Please copy, exactly as they appear below, the lines from the one containing "of an object." through the one containing "pub fn intersects_aabb(&self, aabb: &AABB)".

**** Records to process ****

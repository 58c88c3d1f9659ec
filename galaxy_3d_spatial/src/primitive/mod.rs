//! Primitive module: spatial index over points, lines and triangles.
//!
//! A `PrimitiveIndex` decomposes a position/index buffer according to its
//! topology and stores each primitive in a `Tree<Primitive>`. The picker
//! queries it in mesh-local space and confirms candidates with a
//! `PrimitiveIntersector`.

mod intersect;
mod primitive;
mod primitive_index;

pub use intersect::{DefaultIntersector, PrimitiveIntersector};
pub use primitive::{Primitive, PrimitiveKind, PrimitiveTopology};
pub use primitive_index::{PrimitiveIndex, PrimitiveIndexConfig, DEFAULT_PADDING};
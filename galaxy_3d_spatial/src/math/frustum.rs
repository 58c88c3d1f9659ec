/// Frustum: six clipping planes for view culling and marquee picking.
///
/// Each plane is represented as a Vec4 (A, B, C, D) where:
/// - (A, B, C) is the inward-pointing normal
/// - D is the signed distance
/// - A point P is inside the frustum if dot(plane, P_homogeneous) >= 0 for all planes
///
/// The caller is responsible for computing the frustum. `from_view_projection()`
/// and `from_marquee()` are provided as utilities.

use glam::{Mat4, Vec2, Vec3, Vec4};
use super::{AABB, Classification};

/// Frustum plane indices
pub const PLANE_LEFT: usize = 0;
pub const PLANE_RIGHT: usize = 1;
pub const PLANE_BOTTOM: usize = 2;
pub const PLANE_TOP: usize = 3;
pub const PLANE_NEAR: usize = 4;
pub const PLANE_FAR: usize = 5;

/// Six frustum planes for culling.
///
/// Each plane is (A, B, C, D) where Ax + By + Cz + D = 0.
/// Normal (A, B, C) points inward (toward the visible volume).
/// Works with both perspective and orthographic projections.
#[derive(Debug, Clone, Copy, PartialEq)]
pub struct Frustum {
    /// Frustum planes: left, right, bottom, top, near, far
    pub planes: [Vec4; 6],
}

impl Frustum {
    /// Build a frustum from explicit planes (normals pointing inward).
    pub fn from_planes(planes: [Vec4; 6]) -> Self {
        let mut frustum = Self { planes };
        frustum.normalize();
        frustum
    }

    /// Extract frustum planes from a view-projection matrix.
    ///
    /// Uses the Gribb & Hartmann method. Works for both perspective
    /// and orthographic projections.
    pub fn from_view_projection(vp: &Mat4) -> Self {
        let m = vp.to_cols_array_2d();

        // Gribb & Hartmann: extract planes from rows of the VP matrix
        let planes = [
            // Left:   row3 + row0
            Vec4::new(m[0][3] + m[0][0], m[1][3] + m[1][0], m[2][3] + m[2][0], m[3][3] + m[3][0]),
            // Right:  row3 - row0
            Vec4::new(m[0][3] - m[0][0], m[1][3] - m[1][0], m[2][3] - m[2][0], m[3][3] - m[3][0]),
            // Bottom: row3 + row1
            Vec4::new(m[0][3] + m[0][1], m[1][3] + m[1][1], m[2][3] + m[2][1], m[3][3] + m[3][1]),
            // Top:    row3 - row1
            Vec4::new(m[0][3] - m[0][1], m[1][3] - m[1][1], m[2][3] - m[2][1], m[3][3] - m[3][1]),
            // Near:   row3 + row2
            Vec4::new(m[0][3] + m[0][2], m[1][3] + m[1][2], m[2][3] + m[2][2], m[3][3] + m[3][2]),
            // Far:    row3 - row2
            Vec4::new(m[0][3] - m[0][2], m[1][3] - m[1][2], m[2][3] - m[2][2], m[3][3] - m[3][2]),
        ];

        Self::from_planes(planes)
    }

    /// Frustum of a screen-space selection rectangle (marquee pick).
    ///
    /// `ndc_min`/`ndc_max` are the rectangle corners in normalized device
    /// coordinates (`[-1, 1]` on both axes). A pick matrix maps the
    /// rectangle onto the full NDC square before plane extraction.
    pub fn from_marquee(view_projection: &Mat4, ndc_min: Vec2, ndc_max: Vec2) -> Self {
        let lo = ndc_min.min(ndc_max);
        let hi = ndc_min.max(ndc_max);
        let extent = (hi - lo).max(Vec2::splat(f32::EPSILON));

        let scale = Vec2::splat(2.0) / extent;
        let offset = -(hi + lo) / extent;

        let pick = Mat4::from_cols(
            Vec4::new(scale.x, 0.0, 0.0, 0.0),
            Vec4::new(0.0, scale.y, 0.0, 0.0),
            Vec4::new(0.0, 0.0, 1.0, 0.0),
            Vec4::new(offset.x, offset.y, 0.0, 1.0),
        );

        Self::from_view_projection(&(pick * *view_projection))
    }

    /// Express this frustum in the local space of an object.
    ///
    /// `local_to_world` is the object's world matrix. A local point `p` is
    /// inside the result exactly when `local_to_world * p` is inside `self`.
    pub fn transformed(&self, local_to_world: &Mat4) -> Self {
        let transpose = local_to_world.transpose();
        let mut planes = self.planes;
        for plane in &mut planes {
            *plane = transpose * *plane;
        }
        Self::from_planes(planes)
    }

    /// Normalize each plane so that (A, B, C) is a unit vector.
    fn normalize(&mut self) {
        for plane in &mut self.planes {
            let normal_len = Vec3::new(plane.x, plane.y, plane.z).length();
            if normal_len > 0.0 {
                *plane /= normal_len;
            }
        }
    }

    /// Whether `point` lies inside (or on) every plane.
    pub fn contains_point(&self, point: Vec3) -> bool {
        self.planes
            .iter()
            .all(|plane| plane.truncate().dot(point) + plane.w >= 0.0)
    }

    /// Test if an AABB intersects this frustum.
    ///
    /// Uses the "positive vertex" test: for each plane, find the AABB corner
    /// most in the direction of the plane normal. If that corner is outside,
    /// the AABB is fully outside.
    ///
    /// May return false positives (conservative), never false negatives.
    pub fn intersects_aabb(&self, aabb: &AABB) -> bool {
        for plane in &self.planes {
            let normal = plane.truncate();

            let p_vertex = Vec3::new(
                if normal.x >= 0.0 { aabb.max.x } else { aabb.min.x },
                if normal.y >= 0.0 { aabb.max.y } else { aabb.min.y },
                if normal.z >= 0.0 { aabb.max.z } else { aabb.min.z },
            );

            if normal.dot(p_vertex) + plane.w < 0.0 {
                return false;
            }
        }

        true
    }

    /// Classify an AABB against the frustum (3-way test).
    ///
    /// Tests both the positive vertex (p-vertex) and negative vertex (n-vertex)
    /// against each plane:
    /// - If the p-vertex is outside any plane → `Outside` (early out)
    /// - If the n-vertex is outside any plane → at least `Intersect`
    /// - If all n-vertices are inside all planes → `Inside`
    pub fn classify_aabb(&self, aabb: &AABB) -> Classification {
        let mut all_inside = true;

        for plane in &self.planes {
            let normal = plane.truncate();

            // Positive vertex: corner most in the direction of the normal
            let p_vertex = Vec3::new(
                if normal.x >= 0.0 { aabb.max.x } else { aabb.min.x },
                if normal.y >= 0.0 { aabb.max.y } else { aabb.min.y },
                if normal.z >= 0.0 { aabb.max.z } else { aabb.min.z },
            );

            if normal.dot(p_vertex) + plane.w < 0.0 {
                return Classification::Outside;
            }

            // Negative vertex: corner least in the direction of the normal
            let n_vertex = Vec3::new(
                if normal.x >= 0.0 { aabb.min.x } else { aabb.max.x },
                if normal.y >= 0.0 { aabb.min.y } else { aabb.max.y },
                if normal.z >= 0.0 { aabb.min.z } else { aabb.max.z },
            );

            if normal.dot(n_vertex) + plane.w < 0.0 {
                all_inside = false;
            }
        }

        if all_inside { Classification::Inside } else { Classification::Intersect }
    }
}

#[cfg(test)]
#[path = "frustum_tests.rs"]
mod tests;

****

§ **Exercise response**:
    /// Express this frustum in the local space of an object.
    ///
    /// `local_to_world` is the object's world matrix. A local point `p` is
    /// inside the result exactly when `local_to_world * p` is inside `self`.
    pub fn transformed(&self, local_to_world: &Mat4) -> Self {
        let transpose = local_to_world.transpose();
        let mut planes = self.planes;
        for plane in &mut planes {
            *plane = transpose * *plane;
        }
        Self::from_planes(planes)
    }

    /// Normalize each plane so that (A, B, C) is a unit vector.
    fn normalize(&mut self) {
        for plane in &mut self.planes {
            let normal_len = Vec3::new(plane.x, plane.y, plane.z).length();
            if normal_len > 0.0 {
                *plane /= normal_len;
            }
        }
    }

    /// Whether `point` lies inside (or on) every plane.
    pub fn contains_point(&self, point: Vec3) -> bool {
        self.planes
            .iter()
            .all(|plane| plane.truncate().dot(point) + plane.w >= 0.0)
    }

    /// Test if an AABB intersects this frustum.
    ///
    /// Uses the "positive vertex" test: for each plane, find the AABB corner
    /// most in the direction of the plane normal. If that corner is outside,
    /// the AABB is fully outside.
    ///
    /// May return false positives (conservative), never false negatives.
    pub fn intersects_aabb(&self, aabb: &AABB) -> bool {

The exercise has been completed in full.